То есть человек не отрицает все и вся, а только конкретно обучение по Монтессори в этой возрастной категории.

----------


## kazangi

я тоже так понимаю, потому что это по их мнению неправильно. И дети получаются для СИСТЕМЫ неправильные, с ними сложно работать.

----------


## kazangi

ну понятное дело, до 3х лет ребенку комфортнее с мамой, а это противоречит философии системы Монтессори. Но должна же быть середина, переход некоторый от совместной деятельности с мамой к самостоятельности. А они эту середину не приемлют, при поступлении в группу ребенок уже должен быть "согласен без стрессов растаться с мамой и быть переданным на некоторое время в руки подготовленных педагогов". А если не согласен - то это неправильный ребенок.

----------


## Polixenia

Я чуток по-другому интерпретировала эту мысль:

*при поступлении в группу ребенок уже должен быть "согласен без стрессов расстаться с мамой и быть переданным на некоторое время в руки подготовленных педагогов". А если не согласен - то значит рано ему отрываться от мамы.*

----------


## kazangi

ну там речь о "нормально развивающемся" ребенке, напрашивается вывод, что если не согласен - значит "НЕнормально развивающийся")))

----------


## kazangi

в курсе)) только у этой истории есть продолжение. Она работала с теми детьми, на которые все махнули рукой и у нее была полная свобода действий, а потом когда все увидели результаты ее работы, задумались, что если уж  умственно-отсталые показывают такой прогресс, то что же будет с обычными детьми. И с тех пор началась работа с обычными детьми по системе Монтессори)) Правда есть такое мнение, что в те времена умственно-отсталыми считали нормальных детей, но которые не вписывались в принятые рамки обучения и воспитания, к которым нужно было найти свой подход. И заслуга Монтессори как раз в том, что она показала, что эти дети нормальные, просто Другие.

----------


## Kisazaya

> просто Другие.


А когда Монтессори-среда заканчивается и начинается общеобразовательная средняя школа, что происходит с этими просто Другими, к которым найден особый подход в Монтессори-среде???

----------


## kazangi

А вот это мне тоже интересно, потому что я знаю только про группы и сады Монтессори, а про школы не слышала. Но предполагаю, что Монтессори система направлена на общее развитие ребенка, на развитие мышления, творчества, познания... как процессов. И имея эти механизмы ребенок нормально идет в школу и учится там. Просто потому, что его научили думать, познавать, творить... И не важно по какой системе это происходило, главное что процессы сформированы. К тому же есть еще и родители, которые тоже свое влияние оказывают.
Другие - это я относительно времен, в которые жила Монтессори. Сейчас помимо ее метода полно всяких "индивидуальных подходов", на любой вкус родителей и подходящие разным детям. В школу же все в обычную идут практически. Есть конечно домашнее обучение и все такое, но это другая история уже.

----------


## Kisazaya

Этот вопрос, как мне кажется, мало соответствует теме, но очень уж интересно, ибо бытует мнение среди педагогов, в частности, что с детьми, воспитанными в Монтессори-среде, тяжеловато работать в условиях наших обычных общеобразовательных учреждений, в которых индивидуальный подход и другие красивые слова не просто совмещать с определенным количеством часов на изучение каждой темы, с классами в 25-30 человек и т.д. и т.п.

----------


## Kisazaya

Хотя почему не соответствует, вполне даже соответствует, ведь Калужский Монтессори-центр заявляет, что "желательно ходить на каждое занятие, это необходимо для создания устойчивой динамики освоения среды" и вот еще 



> Три раза в неделю - это самое минимальное кол-во посещений, при меньшем кол-ве говорить о Монтессори-среде нет смысла.

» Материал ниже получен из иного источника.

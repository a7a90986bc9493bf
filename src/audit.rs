//! Turn log
//!
//! Every turn produces one structured record: classified intent, the prompt
//! composition summary, every tool call paired with its result in execution
//! order, timing and the final outcome. Records are append-only; once a turn
//! is sealed any further mutation is rejected.

use crate::composer::ComposedPrompt;
use crate::error::AgentError;
use crate::models::{Intent, ToolCall, ToolResult, TurnOutcome};
use chrono::{DateTime, Utc};
use serde::{Deserialize, Serialize};
use std::collections::HashMap;
use std::sync::Arc;
use tokio::sync::RwLock;
use tracing::info;
use uuid::Uuid;

/// Compact prompt composition record kept per turn.
#[derive(Debug, Clone, Serialize, Deserialize)]
pub struct PromptSnapshot {
    pub hash: String,
    pub prompt_version: String,
    pub total_tokens: usize,
    pub shed_layers: Vec<String>,
    pub over_budget: bool,
}

impl From<&ComposedPrompt> for PromptSnapshot {
    fn from(prompt: &ComposedPrompt) -> Self {
        Self {
            hash: prompt.hash.clone(),
            prompt_version: prompt.prompt_version.clone(),
            total_tokens: prompt.total_tokens,
            shed_layers: prompt.shed_layers.clone(),
            over_budget: prompt.over_budget,
        }
    }
}

/// One tool call with its result, ordered by call index.
#[derive(Debug, Clone, Serialize, Deserialize)]
pub struct ToolCallRecord {
    pub call: ToolCall,
    pub result: ToolResult,
}

/// Audit record for one turn.
#[derive(Debug, Clone, Serialize, Deserialize)]
pub struct TurnLog {
    pub turn_id: Uuid,
    pub conversation_id: String,
    pub started_at: DateTime<Utc>,

    pub intent: Intent,
    pub prompt: PromptSnapshot,
    pub tool_calls: Vec<ToolCallRecord>,

    // Set at sealing
    pub outcome: Option<TurnOutcome>,
    pub response_length: usize,
    pub elapsed_ms: u64,
    pub error_occurred: bool,
    pub error_message: Option<String>,
    pub sealed: bool,
}

/// In-memory turn log store. Sink for every turn the pipeline runs;
/// production deployments drain it to durable storage.
pub struct InteractionLog {
    turns: Arc<RwLock<HashMap<Uuid, TurnLog>>>,
}

impl InteractionLog {
    pub fn new() -> Self {
        Self {
            turns: Arc::new(RwLock::new(HashMap::new())),
        }
    }

    /// Open the record for a new turn.
    pub async fn open(
        &self,
        conversation_id: &str,
        intent: Intent,
        prompt: PromptSnapshot,
    ) -> Uuid {
        let turn_id = Uuid::new_v4();
        let log = TurnLog {
            turn_id,
            conversation_id: conversation_id.to_string(),
            started_at: Utc::now(),
            intent,
            prompt,
            tool_calls: Vec::new(),
            outcome: None,
            response_length: 0,
            elapsed_ms: 0,
            error_occurred: false,
            error_message: None,
            sealed: false,
        };
        self.turns.write().await.insert(turn_id, log);
        turn_id
    }

    /// Append one executed tool call to an open turn.
    pub async fn record_tool(
        &self,
        turn_id: Uuid,
        call: ToolCall,
        result: ToolResult,
    ) -> crate::Result<()> {
        let mut turns = self.turns.write().await;
        let log = turns
            .get_mut(&turn_id)
            .ok_or_else(|| AgentError::AuditError(format!("unknown turn {}", turn_id)))?;
        if log.sealed {
            return Err(AgentError::AuditError(format!(
                "turn {} already sealed",
                turn_id
            )));
        }
        log.tool_calls.push(ToolCallRecord { call, result });
        Ok(())
    }

    /// Seal a turn with its outcome. A sealed turn cannot be reopened.
    pub async fn seal(
        &self,
        turn_id: Uuid,
        outcome: TurnOutcome,
        response_length: usize,
        error_message: Option<String>,
    ) -> crate::Result<()> {
        let mut turns = self.turns.write().await;
        let log = turns
            .get_mut(&turn_id)
            .ok_or_else(|| AgentError::AuditError(format!("unknown turn {}", turn_id)))?;
        if log.sealed {
            return Err(AgentError::AuditError(format!(
                "turn {} already sealed",
                turn_id
            )));
        }

        log.outcome = Some(outcome);
        log.response_length = response_length;
        log.elapsed_ms = (Utc::now() - log.started_at).num_milliseconds().max(0) as u64;
        log.error_occurred = error_message.is_some();
        log.error_message = error_message;
        log.sealed = true;

        info!(
            %turn_id,
            conversation = %log.conversation_id,
            intent = %log.intent.label,
            outcome = ?outcome,
            tool_calls = log.tool_calls.len(),
            elapsed_ms = log.elapsed_ms,
            "turn sealed"
        );
        Ok(())
    }

    pub async fn get(&self, turn_id: Uuid) -> Option<TurnLog> {
        self.turns.read().await.get(&turn_id).cloned()
    }

    /// All turns of one conversation, oldest first.
    pub async fn list_for_conversation(&self, conversation_id: &str) -> Vec<TurnLog> {
        let turns = self.turns.read().await;
        let mut logs: Vec<TurnLog> = turns
            .values()
            .filter(|t| t.conversation_id == conversation_id)
            .cloned()
            .collect();
        logs.sort_by_key(|t| t.started_at);
        logs
    }
}

impl Default for InteractionLog {
    fn default() -> Self {
        Self::new()
    }
}

#[cfg(test)]
mod tests {
    use super::*;
    use crate::models::IntentLabel;
    use serde_json::json;

    fn intent() -> Intent {
        Intent {
            label: IntentLabel::MonthlyClosure,
            confidence: 0.9,
            matched_trigger: Some("fechar o mês".to_string()),
        }
    }

    fn snapshot() -> PromptSnapshot {
        PromptSnapshot {
            hash: "deadbeefdeadbeef".to_string(),
            prompt_version: "persona-v2+skills-v2".to_string(),
            total_tokens: 900,
            shed_layers: vec![],
            over_budget: false,
        }
    }

    fn call(index: u32) -> ToolCall {
        ToolCall {
            id: format!("call_{}", index),
            name: "start_monthly_closure".to_string(),
            arguments: json!({}),
            call_index: index,
        }
    }

    #[tokio::test]
    async fn test_tool_calls_kept_in_order() {
        let log = InteractionLog::new();
        let turn_id = log.open("chat-1", intent(), snapshot()).await;

        for i in 0..3 {
            let c = call(i);
            let r = ToolResult::ok(&c, json!({"i": i}));
            log.record_tool(turn_id, c, r).await.unwrap();
        }

        let turn = log.get(turn_id).await.unwrap();
        let indexes: Vec<u32> = turn.tool_calls.iter().map(|t| t.call.call_index).collect();
        assert_eq!(indexes, vec![0, 1, 2]);
    }

    #[tokio::test]
    async fn test_sealed_turn_rejects_mutation() {
        let log = InteractionLog::new();
        let turn_id = log.open("chat-1", intent(), snapshot()).await;
        log.seal(turn_id, TurnOutcome::Answered, 42, None)
            .await
            .unwrap();

        let c = call(0);
        let r = ToolResult::ok(&c, json!({}));
        let result = log.record_tool(turn_id, c, r).await;
        assert!(matches!(result, Err(AgentError::AuditError(_))));

        let result = log.seal(turn_id, TurnOutcome::Answered, 42, None).await;
        assert!(matches!(result, Err(AgentError::AuditError(_))));
    }

    #[tokio::test]
    async fn test_seal_records_outcome_and_error() {
        let log = InteractionLog::new();
        let turn_id = log.open("chat-1", intent(), snapshot()).await;
        log.seal(
            turn_id,
            TurnOutcome::Failed,
            0,
            Some("model unavailable".to_string()),
        )
        .await
        .unwrap();

        let turn = log.get(turn_id).await.unwrap();
        assert_eq!(turn.outcome, Some(TurnOutcome::Failed));
        assert!(turn.error_occurred);
        assert!(turn.sealed);
    }

    #[tokio::test]
    async fn test_conversation_listing_oldest_first() {
        let log = InteractionLog::new();
        let first = log.open("chat-1", intent(), snapshot()).await;
        let second = log.open("chat-1", intent(), snapshot()).await;
        log.open("chat-2", intent(), snapshot()).await;

        let turns = log.list_for_conversation("chat-1").await;
        assert_eq!(turns.len(), 2);
        assert_eq!(turns[0].turn_id, first);
        assert_eq!(turns[1].turn_id, second);
    }
}
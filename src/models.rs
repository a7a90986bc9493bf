//! Core data models shared across the pipeline

use serde::{Deserialize, Serialize};
use serde_json::Value;
use std::fmt;
use uuid::Uuid;

//
// ================= Intent =================
//

#[derive(Debug, Clone, Copy, Serialize, Deserialize, PartialEq, Eq, Hash)]
#[serde(rename_all = "snake_case")]
pub enum IntentLabel {
    InvoiceUpload,
    MonthlyClosure,
    CmvQuery,
    Watchlist,
    Onboarding,
    General,
}

impl fmt::Display for IntentLabel {
    fn fmt(&self, f: &mut fmt::Formatter<'_>) -> fmt::Result {
        let s = match self {
            IntentLabel::InvoiceUpload => "invoice_upload",
            IntentLabel::MonthlyClosure => "monthly_closure",
            IntentLabel::CmvQuery => "cmv_query",
            IntentLabel::Watchlist => "watchlist",
            IntentLabel::Onboarding => "onboarding",
            IntentLabel::General => "general",
        };
        write!(f, "{}", s)
    }
}

/// Result of intent classification. Immutable once produced,
/// consumed exactly once per turn.
#[derive(Debug, Clone, Serialize, Deserialize)]
pub struct Intent {
    pub label: IntentLabel,
    /// 0.0 to 1.0
    pub confidence: f64,
    /// Which pattern matched, if any
    pub matched_trigger: Option<String>,
}

//
// ================= Chat messages =================
//

#[derive(Debug, Clone, Copy, Serialize, Deserialize, PartialEq, Eq)]
#[serde(rename_all = "lowercase")]
pub enum ChatRole {
    System,
    User,
    Assistant,
    Tool,
}

/// A message in the model-facing conversation.
#[derive(Debug, Clone, Serialize, Deserialize)]
pub struct ChatMessage {
    pub role: ChatRole,
    pub content: String,
    #[serde(skip_serializing_if = "Option::is_none")]
    pub tool_call_id: Option<String>,
    #[serde(skip_serializing_if = "Option::is_none")]
    pub tool_calls: Option<Vec<ToolCall>>,
    #[serde(skip_serializing_if = "Option::is_none")]
    pub name: Option<String>,
}

impl ChatMessage {
    pub fn system(content: impl Into<String>) -> Self {
        Self::plain(ChatRole::System, content)
    }

    pub fn user(content: impl Into<String>) -> Self {
        Self::plain(ChatRole::User, content)
    }

    pub fn assistant(content: impl Into<String>) -> Self {
        Self::plain(ChatRole::Assistant, content)
    }

    /// Assistant message carrying the tool calls the model requested.
    pub fn assistant_tool_calls(calls: Vec<ToolCall>) -> Self {
        Self {
            role: ChatRole::Assistant,
            content: String::new(),
            tool_call_id: None,
            tool_calls: Some(calls),
            name: None,
        }
    }

    /// Tool message feeding one result back to the model.
    pub fn tool_result(call: &ToolCall, payload: &Value) -> Self {
        Self {
            role: ChatRole::Tool,
            content: payload.to_string(),
            tool_call_id: Some(call.id.clone()),
            tool_calls: None,
            name: Some(call.name.clone()),
        }
    }

    fn plain(role: ChatRole, content: impl Into<String>) -> Self {
        Self {
            role,
            content: content.into(),
            tool_call_id: None,
            tool_calls: None,
            name: None,
        }
    }
}

//
// ================= Tool I/O =================
//

/// A structured action request emitted by the model.
#[derive(Debug, Clone, Serialize, Deserialize)]
pub struct ToolCall {
    /// Model-assigned call id, echoed back with the result
    pub id: String,
    pub name: String,
    pub arguments: Value,
    /// Position of this call within the turn, across all rounds
    pub call_index: u32,
}

/// Outcome of one tool call. One-to-one with a `ToolCall`.
#[derive(Debug, Clone, Serialize, Deserialize)]
pub struct ToolResult {
    pub call_index: u32,
    pub tool_name: String,
    pub success: bool,
    pub payload: Value,
    #[serde(skip_serializing_if = "Option::is_none")]
    pub error: Option<String>,
}

impl ToolResult {
    pub fn ok(call: &ToolCall, payload: Value) -> Self {
        Self {
            call_index: call.call_index,
            tool_name: call.name.clone(),
            success: true,
            payload,
            error: None,
        }
    }

    pub fn failed(call: &ToolCall, error: impl Into<String>) -> Self {
        let error = error.into();
        Self {
            call_index: call.call_index,
            tool_name: call.name.clone(),
            success: false,
            payload: serde_json::json!({ "error": error }),
            error: Some(error),
        }
    }
}

/// Declared schema for one tool, exported to the model.
#[derive(Debug, Clone, Serialize, Deserialize)]
pub struct ToolSchema {
    pub name: String,
    pub description: String,
    /// JSON schema object for the arguments
    pub parameters: Value,
}

//
// ================= Turn =================
//

#[derive(Debug, Clone, Copy, Serialize, Deserialize, PartialEq, Eq)]
#[serde(rename_all = "snake_case")]
pub enum TurnOutcome {
    Answered,
    Exhausted,
    Failed,
}

/// What the pipeline hands back to the transport layer.
#[derive(Debug, Clone, Serialize, Deserialize)]
pub struct TurnReply {
    pub text: String,
    pub outcome: TurnOutcome,
    pub turn_id: Uuid,
}
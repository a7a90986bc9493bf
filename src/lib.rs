//! Conversational financial assistant for restaurant owners.
//!
//! Each incoming message runs through a fixed pipeline: intent
//! classification, context loading, layered prompt composition under a token
//! budget, then a bounded tool-invocation loop against the chat model. Three
//! deterministic engines (price trend, food cost, monthly closure) do all
//! financial arithmetic; the model never computes numbers itself. Every turn
//! leaves a sealed audit record.

pub mod agent;
pub mod audit;
pub mod classifier;
pub mod composer;
pub mod context;
pub mod engines;
pub mod error;
pub mod model;
pub mod models;
pub mod prompts;
pub mod session;
pub mod store;
pub mod tools;

pub use agent::{AgentConfig, FinanceAgent};
pub use error::{AgentError, Result};
pub use models::{Intent, IntentLabel, TurnOutcome, TurnReply};
pub use store::{FinanceStore, InMemoryFinanceStore};
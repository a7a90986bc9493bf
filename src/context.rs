//! Context loader
//!
//! Fetches the minimal external state needed to personalize a turn: the
//! restaurant profile, a short summary of recent activity, and any pending
//! drip questions. Everything comes back as structured, pre-formatted
//! context — never raw rows — through the injected `FinanceStore` capability.

use crate::models::IntentLabel;
use crate::store::FinanceStore;
use std::sync::Arc;
use tracing::warn;

const RECENT_INVOICE_LIMIT: usize = 5;
const REPORT_HISTORY_LIMIT: usize = 3;

/// Structured context for one turn.
#[derive(Debug, Clone, Default)]
pub struct TurnContext {
    /// Formatted restaurant memory block, if a profile exists
    pub user_memory: Option<String>,
    /// Formatted recent-activity block, intent dependent
    pub recent_data: Option<String>,
    /// Formatted drip-question hint
    pub drip_hint: Option<String>,
}

/// Context loader
pub struct ContextLoader {
    store: Arc<dyn FinanceStore>,
}

impl ContextLoader {
    pub fn new(store: Arc<dyn FinanceStore>) -> Self {
        Self { store }
    }

    /// Load context for a turn. Individual load failures degrade to a
    /// missing block rather than failing the turn.
    pub async fn load(&self, restaurant_id: Option<i64>, intent: IntentLabel) -> TurnContext {
        let Some(restaurant_id) = restaurant_id else {
            return TurnContext::default();
        };

        TurnContext {
            user_memory: self.load_user_memory(restaurant_id).await,
            recent_data: self.load_recent_data(restaurant_id, intent).await,
            drip_hint: self.load_drip_hint(restaurant_id, intent).await,
        }
    }

    async fn load_user_memory(&self, restaurant_id: i64) -> Option<String> {
        let profile = match self.store.load_profile(restaurant_id).await {
            Ok(profile) => profile?,
            Err(e) => {
                warn!(restaurant_id, error = %e, "failed to load profile");
                return None;
            }
        };

        let mut lines = vec![format!("- Restaurante: {}", profile.restaurant_name)];
        if let Some(person) = &profile.person_name {
            lines.push(format!("- Contato: {}", person));
        }
        if let Some(target) = profile.cmv_target_percent {
            lines.push(format!("- Meta de CMV: {}%", target));
        }
        if let Some(opportunity) = &profile.savings_opportunity {
            lines.push(format!(
                "- Oportunidade de economia identificada pelo dono: {}",
                opportunity
            ));
        }

        Some(format!("## Contexto do Restaurante\n{}", lines.join("\n")))
    }

    async fn load_recent_data(&self, restaurant_id: i64, intent: IntentLabel) -> Option<String> {
        let result = match intent {
            IntentLabel::InvoiceUpload | IntentLabel::Watchlist | IntentLabel::General => {
                self.recent_invoice_lines(restaurant_id).await
            }
            IntentLabel::MonthlyClosure | IntentLabel::CmvQuery => {
                self.recent_report_lines(restaurant_id).await
            }
            IntentLabel::Onboarding => Ok(Vec::new()),
        };

        match result {
            Ok(lines) if lines.is_empty() => None,
            Ok(lines) => Some(lines.join("\n")),
            Err(e) => {
                warn!(restaurant_id, error = %e, "failed to load recent data");
                None
            }
        }
    }

    async fn recent_invoice_lines(&self, restaurant_id: i64) -> crate::Result<Vec<String>> {
        let invoices = self
            .store
            .recent_invoices(restaurant_id, RECENT_INVOICE_LIMIT)
            .await?;
        Ok(invoices
            .iter()
            .map(|inv| {
                format!(
                    "- {} | {} | R$ {:.2}",
                    inv.invoice_date, inv.supplier, inv.total_amount
                )
            })
            .collect())
    }

    async fn recent_report_lines(&self, restaurant_id: i64) -> crate::Result<Vec<String>> {
        let reports = self
            .store
            .report_history(restaurant_id, REPORT_HISTORY_LIMIT)
            .await?;
        Ok(reports
            .iter()
            .map(|r| match r.cmv_percent {
                Some(cmv) => format!("- {:02}/{}: CMV {:.1}%", r.month, r.year, cmv),
                None => format!("- {:02}/{}: aguardando faturamento", r.month, r.year),
            })
            .collect())
    }

    async fn load_drip_hint(&self, restaurant_id: i64, intent: IntentLabel) -> Option<String> {
        if intent == IntentLabel::Onboarding {
            return None;
        }
        match self.store.pending_drip_questions(restaurant_id).await {
            Ok(questions) if questions.is_empty() => None,
            Ok(questions) => Some(format!(
                "## Pergunta para encaixar naturalmente na conversa\n{}",
                questions
                    .iter()
                    .map(|q| format!("- {}", q))
                    .collect::<Vec<_>>()
                    .join("\n")
            )),
            Err(e) => {
                warn!(restaurant_id, error = %e, "failed to load drip questions");
                None
            }
        }
    }
}
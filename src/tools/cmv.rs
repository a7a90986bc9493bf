//! Menu item cost tool
//!
//! Resolves each recipe ingredient to a current unit cost (latest invoice
//! first, historical pricing as fallback), runs the food cost calculation
//! and writes the computed numbers back onto the menu item.

use crate::engines::{CmvEngine, CostSource, CostedLine};
use crate::error::AgentError;
use async_trait::async_trait;
use serde::Deserialize;
use serde_json::{json, Value};
use tracing::info;

use super::{Tool, ToolContext};

#[derive(Debug, Deserialize)]
struct CalculateCostArgs {
    item_name: String,
}

pub struct CalculateMenuItemCostTool;

#[async_trait]
impl Tool for CalculateMenuItemCostTool {
    fn name(&self) -> &str {
        "calculate_menu_item_cost"
    }

    fn description(&self) -> &str {
        "Calcula o food cost de um prato do cardápio a partir da ficha técnica, usando o preço \
         mais recente de cada ingrediente nas notas fiscais (ou o histórico de preços quando \
         não há nota)."
    }

    fn parameters(&self) -> Value {
        json!({
            "type": "object",
            "properties": {
                "item_name": {
                    "type": "string",
                    "description": "Nome (ou parte do nome) do prato no cardápio"
                }
            },
            "required": ["item_name"]
        })
    }

    async fn execute(&self, args: &Value, ctx: &ToolContext) -> crate::Result<Value> {
        let restaurant_id = ctx.require_restaurant()?;
        let args: CalculateCostArgs = serde_json::from_value(args.clone()).map_err(|e| {
            AgentError::InvalidToolArguments(format!("calculate_menu_item_cost: {}", e))
        })?;

        let mut item = ctx
            .store
            .menu_item_by_name(restaurant_id, &args.item_name)
            .await?
            .ok_or_else(|| {
                AgentError::ToolExecutionFailed(format!(
                    "menu item '{}' not found",
                    args.item_name
                ))
            })?;

        let mut costed = Vec::with_capacity(item.recipe.len());
        for line in &item.recipe {
            let (unit_cost, cost_source) = if let Some(cost) = ctx
                .store
                .latest_invoice_cost(restaurant_id, &line.ingredient)
                .await?
            {
                (Some(cost), Some(CostSource::InvoiceLatest))
            } else if let Some(cost) = ctx
                .store
                .historical_cost(restaurant_id, &line.ingredient)
                .await?
            {
                (Some(cost), Some(CostSource::PricingHistory))
            } else {
                (None, None)
            };

            costed.push(CostedLine {
                ingredient: line.ingredient.clone(),
                quantity_per_serving: line.quantity_per_serving,
                unit: line.unit.clone(),
                waste_percent: line.waste_percent,
                unit_cost,
                cost_source,
            });
        }

        let breakdown = CmvEngine::calculate(item.sale_price, &costed)?;

        item.food_cost = Some(breakdown.food_cost);
        item.food_cost_percent = Some(breakdown.food_cost_percent);
        item.contribution_margin = Some(breakdown.contribution_margin);
        item.profitability_tier = Some(breakdown.profitability_tier);

        info!(
            restaurant_id,
            item = %item.name,
            food_cost_percent = breakdown.food_cost_percent,
            tier = ?breakdown.profitability_tier,
            unresolved = breakdown.unresolved.len(),
            "menu item cost calculated"
        );

        let item_name = item.name.clone();
        ctx.store.save_menu_item_costs(item).await?;

        Ok(json!({
            "item_name": item_name,
            "breakdown": breakdown,
        }))
    }
}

То есть,  Калужский Монтессори-центр позиционирует себя именно как полноценная Монтессори-среда, а не как центр с элементами системы, куда можно все больше для своего жизненного разнообразия наведываться раз в неделю... В связи с этим вопрос о том, что ждет детей, воспитанных в данной среде, в российской общеобразовательной школе, думаю, весьма актуален.

----------


## kazangi

> Этот вопрос, как мне кажется, мало соответствует теме, но очень уж интересно, ибо бытует мнение среди педагогов, в частности, что с детьми, воспитанными в Монтессори-среде, тяжеловато работать в условиях наших обычных общеобразовательных учреждений, в которых индивидуальный подход и другие красивые слова не просто совмещать с определенным количеством часов на изучение каждой темы, с классами в 25-30 человек и т.д. и т.п.


Ну мнение педагогов лично мне как-то намного менее важно, чем собственный ребенок))) Педагоги пусть себе думают, что хотят, это не повод делать ребенка "удобным" для общеобразовательной школы.

----------


## Kisazaya

Да вот я тоже про ребенка-то спрашиваю, вот в Монтессори-среде он хочет то, хочет это, это сначала, это потом, индивидуальный подход.... а тут он раз и попал в класс, где все вместе то, что в плане прописано и строго определенное количество часов... Он хочет рисовать, а ему говорят решай задачу, он хочет решить задачу а ему пиши диктант, то не заметят как руку тянул и хотел ответить, то вызовут к доске, а он сейчас не хочет никуда идти и ничего рассказывать, он петь хочет, желательно хором, с мамой))))) Ыыыыыыыыыыыыы))) Ребенку-то каково???

----------


## kazangi

странное представление - сначала ребенок в Монтессори среде, потом резко в школу... А родители так... мимо проходили, ребенка к школе не готовят, ничего не объясняют, с ребенком не занимаются, ничего ему не рассказывают... Уже писала выше - вряд ли кто-то в такие крайности кидается. Середина должна быть. И 6-7 летнему ребенку вполне можно объяснить, что такое школа и как в ней принято себя вести.

----------


## Polixenia

С разрешения подруги-психолога озвучиваю ее комментарий по поводу статьи по Машиной ссылке и ее мнение по поводу развивающих занятий для маленьких детей вообще:

*Мне показалось, что дядька довольно честно проанализировал ситуацию. Я думаю, что малышу, действительно, лучше быть с мамой. Просто быть – смотреть, как она готовит, помогать вешать белье, топать с ней ногами по полу, кувыркаться-обниматься, условно «бить палкой по забору». То есть не специально читать Очень Полезные Книжки, а вообще – жить и дышать рядом, включаясь в обычную бытовую жизнь семьи. И свой интеллект, и эмоции ребенок разовьет в процессе ежедневной обычной жизни. С условием, что мама не изолирует его от этой жизни, а включает ребенка в свои дела – хотя бы просто посмотреть.  А малыш будет наблюдать и делать выводы, что с чем связано. Вот и готово Развивающее Занятие. 
Я думаю, необходимость в целенаправленных развивающих занятиях есть только у детей с задержкой в развитии. Любой нормальный ребенок самостоятельно впитывает знания из окружающего мира. Плюс детский сад немножко систематизирует эти знания. 
Можно просто дождаться возраста «Почему?» и честно и подробно ответить на большинство вопросов.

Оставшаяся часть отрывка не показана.